(Records for the exercise)

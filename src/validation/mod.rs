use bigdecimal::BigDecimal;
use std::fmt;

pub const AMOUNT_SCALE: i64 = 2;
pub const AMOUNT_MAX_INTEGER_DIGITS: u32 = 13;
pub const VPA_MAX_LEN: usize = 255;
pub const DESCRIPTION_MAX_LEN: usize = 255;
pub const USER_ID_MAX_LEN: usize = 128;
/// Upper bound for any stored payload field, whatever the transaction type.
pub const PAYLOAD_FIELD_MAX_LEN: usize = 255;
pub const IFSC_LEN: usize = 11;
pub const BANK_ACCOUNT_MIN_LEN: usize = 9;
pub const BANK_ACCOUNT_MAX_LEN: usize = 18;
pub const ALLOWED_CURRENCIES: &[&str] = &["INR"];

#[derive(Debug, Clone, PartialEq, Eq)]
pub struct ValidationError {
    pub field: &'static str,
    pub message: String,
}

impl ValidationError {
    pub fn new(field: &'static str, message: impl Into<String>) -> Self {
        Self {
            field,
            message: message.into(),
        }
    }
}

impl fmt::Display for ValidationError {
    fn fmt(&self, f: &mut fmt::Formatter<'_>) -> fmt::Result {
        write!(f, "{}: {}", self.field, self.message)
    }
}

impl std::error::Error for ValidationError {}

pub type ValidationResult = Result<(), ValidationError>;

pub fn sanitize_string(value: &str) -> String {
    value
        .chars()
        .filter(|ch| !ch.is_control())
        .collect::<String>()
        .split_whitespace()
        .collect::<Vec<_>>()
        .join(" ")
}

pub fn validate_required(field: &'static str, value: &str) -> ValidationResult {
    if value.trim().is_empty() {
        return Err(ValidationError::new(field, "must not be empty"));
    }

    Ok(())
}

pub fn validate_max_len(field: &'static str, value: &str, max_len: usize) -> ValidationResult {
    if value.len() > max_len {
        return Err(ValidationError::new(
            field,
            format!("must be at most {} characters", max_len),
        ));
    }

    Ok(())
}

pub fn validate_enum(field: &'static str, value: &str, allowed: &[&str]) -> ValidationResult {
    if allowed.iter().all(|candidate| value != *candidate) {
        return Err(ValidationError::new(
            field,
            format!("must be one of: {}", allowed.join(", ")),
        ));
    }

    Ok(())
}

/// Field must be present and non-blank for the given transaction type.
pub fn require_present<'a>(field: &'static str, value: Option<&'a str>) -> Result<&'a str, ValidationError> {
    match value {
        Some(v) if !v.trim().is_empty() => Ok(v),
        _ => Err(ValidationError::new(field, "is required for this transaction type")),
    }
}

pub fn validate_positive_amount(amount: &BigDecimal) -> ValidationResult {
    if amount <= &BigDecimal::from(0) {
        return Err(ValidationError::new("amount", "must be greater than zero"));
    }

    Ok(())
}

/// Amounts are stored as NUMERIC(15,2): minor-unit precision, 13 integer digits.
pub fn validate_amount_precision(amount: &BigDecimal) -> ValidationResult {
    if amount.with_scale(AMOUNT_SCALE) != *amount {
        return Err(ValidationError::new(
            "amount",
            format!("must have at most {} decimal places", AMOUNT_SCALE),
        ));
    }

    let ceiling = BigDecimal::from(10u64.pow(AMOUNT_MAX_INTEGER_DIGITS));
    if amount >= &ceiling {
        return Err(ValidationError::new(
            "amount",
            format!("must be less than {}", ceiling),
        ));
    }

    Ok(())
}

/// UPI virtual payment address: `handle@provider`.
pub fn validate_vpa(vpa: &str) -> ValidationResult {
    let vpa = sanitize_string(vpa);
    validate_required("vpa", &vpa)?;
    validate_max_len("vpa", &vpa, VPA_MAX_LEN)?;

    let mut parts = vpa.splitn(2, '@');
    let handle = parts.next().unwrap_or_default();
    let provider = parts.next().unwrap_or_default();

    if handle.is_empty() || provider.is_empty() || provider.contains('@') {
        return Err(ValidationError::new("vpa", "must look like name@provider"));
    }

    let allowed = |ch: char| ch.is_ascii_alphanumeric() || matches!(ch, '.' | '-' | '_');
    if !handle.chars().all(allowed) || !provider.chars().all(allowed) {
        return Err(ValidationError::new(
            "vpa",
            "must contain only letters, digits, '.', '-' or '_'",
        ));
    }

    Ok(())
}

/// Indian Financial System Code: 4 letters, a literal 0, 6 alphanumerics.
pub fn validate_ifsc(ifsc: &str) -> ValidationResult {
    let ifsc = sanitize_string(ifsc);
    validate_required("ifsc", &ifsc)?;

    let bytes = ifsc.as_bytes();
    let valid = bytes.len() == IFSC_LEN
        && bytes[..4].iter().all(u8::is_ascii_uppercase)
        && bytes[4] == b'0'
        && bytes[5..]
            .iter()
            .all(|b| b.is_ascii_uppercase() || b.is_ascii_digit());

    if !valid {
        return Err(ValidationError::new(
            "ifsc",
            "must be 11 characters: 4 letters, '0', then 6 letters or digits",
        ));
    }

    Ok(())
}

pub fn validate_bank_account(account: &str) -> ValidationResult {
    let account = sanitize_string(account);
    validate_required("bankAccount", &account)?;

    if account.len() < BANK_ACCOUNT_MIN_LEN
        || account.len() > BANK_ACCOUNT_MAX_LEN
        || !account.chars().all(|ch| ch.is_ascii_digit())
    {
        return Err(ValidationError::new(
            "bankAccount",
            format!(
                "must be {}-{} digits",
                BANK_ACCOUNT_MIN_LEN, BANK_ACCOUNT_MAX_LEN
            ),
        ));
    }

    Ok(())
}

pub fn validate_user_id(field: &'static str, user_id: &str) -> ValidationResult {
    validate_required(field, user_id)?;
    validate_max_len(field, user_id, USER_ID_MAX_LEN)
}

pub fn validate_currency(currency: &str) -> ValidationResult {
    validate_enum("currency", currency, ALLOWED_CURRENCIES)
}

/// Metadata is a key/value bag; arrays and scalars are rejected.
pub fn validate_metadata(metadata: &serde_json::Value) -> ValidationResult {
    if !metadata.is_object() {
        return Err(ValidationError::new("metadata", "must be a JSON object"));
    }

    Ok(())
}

(End Records for the exercise)

## Assigned task
Give back the data above exactly, so that every line matches.

## Task result
filename src/validation/mod.rs
use bigdecimal::BigDecimal;
use std::fmt;

pub const AMOUNT_SCALE: i64 = 2;
pub const AMOUNT_MAX_INTEGER_DIGITS: u32 = 13;
pub const VPA_MAX_LEN: usize = 255;
pub const DESCRIPTION_MAX_LEN: usize = 255;
pub const USER_ID_MAX_LEN: usize = 128;
/// Upper bound for any stored payload field, whatever the transaction type.
pub const PAYLOAD_FIELD_MAX_LEN: usize = 255;
pub const IFSC_LEN: usize = 11;
pub const BANK_ACCOUNT_MIN_LEN: usize = 9;
pub const BANK_ACCOUNT_MAX_LEN: usize = 18;
pub const ALLOWED_CURRENCIES: &[&str] = &["INR"];

#[derive(Debug, Clone, PartialEq, Eq)]
pub struct ValidationError {
    pub field: &'static str,
    pub message: String,
}

impl ValidationError {
    pub fn new(field: &'static str, message: impl Into<String>) -> Self {
        Self {
            field,
            message: message.into(),
        }
    }
}

impl fmt::Display for ValidationError {
    fn fmt(&self, f: &mut fmt::Formatter<'_>) -> fmt::Result {
        write!(f, "{}: {}", self.field, self.message)
    }
}

impl std::error::Error for ValidationError {}

pub type ValidationResult = Result<(), ValidationError>;

pub fn sanitize_string(value: &str) -> String {
    value
        .chars()
        .filter(|ch| !ch.is_control())
        .collect::<String>()
        .split_whitespace()
        .collect::<Vec<_>>()
        .join(" ")
}

pub fn validate_required(field: &'static str, value: &str) -> ValidationResult {
    if value.trim().is_empty() {
        return Err(ValidationError::new(field, "must not be empty"));
    }

    Ok(())
}

pub fn validate_max_len(field: &'static str, value: &str, max_len: usize) -> ValidationResult {
    if value.len() > max_len {
        return Err(ValidationError::new(
            field,
            format!("must be at most {} characters", max_len),
        ));
    }

    Ok(())
}

pub fn validate_enum(field: &'static str, value: &str, allowed: &[&str]) -> ValidationResult {
    if allowed.iter().all(|candidate| value != *candidate) {
        return Err(ValidationError::new(
            field,
            format!("must be one of: {}", allowed.join(", ")),
        ));
    }

    Ok(())
}

/// Field must be present and non-blank for the given transaction type.
pub fn require_present<'a>(field: &'static str, value: Option<&'a str>) -> Result<&'a str, ValidationError> {
    match value {
        Some(v) if !v.trim().is_empty() => Ok(v),
        _ => Err(ValidationError::new(field, "is required for this transaction type")),
    }
}

pub fn validate_positive_amount(amount: &BigDecimal) -> ValidationResult {
    if amount <= &BigDecimal::from(0) {
        return Err(ValidationError::new("amount", "must be greater than zero"));
    }

    Ok(())
}

/// Amounts are stored as NUMERIC(15,2): minor-unit precision, 13 integer digits.
pub fn validate_amount_precision(amount: &BigDecimal) -> ValidationResult {
    if amount.with_scale(AMOUNT_SCALE) != *amount {
        return Err(ValidationError::new(
            "amount",
            format!("must have at most {} decimal places", AMOUNT_SCALE),
        ));
    }

    let ceiling = BigDecimal::from(10u64.pow(AMOUNT_MAX_INTEGER_DIGITS));
    if amount >= &ceiling {
        return Err(ValidationError::new(
            "amount",
            format!("must be less than {}", ceiling),
        ));
    }

    Ok(())
}

/// UPI virtual payment address: `handle@provider`.
pub fn validate_vpa(vpa: &str) -> ValidationResult {
    let vpa = sanitize_string(vpa);
    validate_required("vpa", &vpa)?;
    validate_max_len("vpa", &vpa, VPA_MAX_LEN)?;

    let mut parts = vpa.splitn(2, '@');
    let handle = parts.next().unwrap_or_default();
    let provider = parts.next().unwrap_or_default();

    if handle.is_empty() || provider.is_empty() || provider.contains('@') {
        return Err(ValidationError::new("vpa", "must look like name@provider"));
    }

    let allowed = |ch: char| ch.is_ascii_alphanumeric() || matches!(ch, '.' | '-' | '_');
    if !handle.chars().all(allowed) || !provider.chars().all(allowed) {
        return Err(ValidationError::new(
            "vpa",
            "must contain only letters, digits, '.', '-' or '_'",
        ));
    }

    Ok(())
}

/// Indian Financial System Code: 4 letters, a literal 0, 6 alphanumerics.
pub fn validate_ifsc(ifsc: &str) -> ValidationResult {
    let ifsc = sanitize_string(ifsc);
    validate_required("ifsc", &ifsc)?;

    let bytes = ifsc.as_bytes();
    let valid = bytes.len() == IFSC_LEN
        && bytes[..4].iter().all(u8::is_ascii_uppercase)
        && bytes[4] == b'0'
        && bytes[5..]
            .iter()
            .all(|b| b.is_ascii_uppercase() || b.is_ascii_digit());

    if !valid {
        return Err(ValidationError::new(
            "ifsc",
            "must be 11 characters: 4 letters, '0', then 6 letters or digits",
        ));
    }

    Ok(())
}

pub fn validate_bank_account(account: &str) -> ValidationResult {
    let account = sanitize_string(account);
    validate_required("bankAccount", &account)?;

    if account.len() < BANK_ACCOUNT_MIN_LEN
        || account.len() > BANK_ACCOUNT_MAX_LEN
        || !account.chars().all(|ch| ch.is_ascii_digit())
    {
        return Err(ValidationError::new(
            "bankAccount",
            format!(
                "must be {}-{} digits",
                BANK_ACCOUNT_MIN_LEN, BANK_ACCOUNT_MAX_LEN
            ),
        ));
    }

    Ok(())
}

pub fn validate_user_id(field: &'static str, user_id: &str) -> ValidationResult {
    validate_required(field, user_id)?;
    validate_max_len(field, user_id, USER_ID_MAX_LEN)
}

pub fn validate_currency(currency: &str) -> ValidationResult {
    validate_enum("currency", currency, ALLOWED_CURRENCIES)
}

/// Metadata is a key/value bag; arrays and scalars are rejected.
pub fn validate_metadata(metadata: &serde_json::Value) -> ValidationResult {
    if !metadata.is_object() {
        return Err(ValidationError::new("metadata", "must be a JSON object"));
    }

    Ok(())
}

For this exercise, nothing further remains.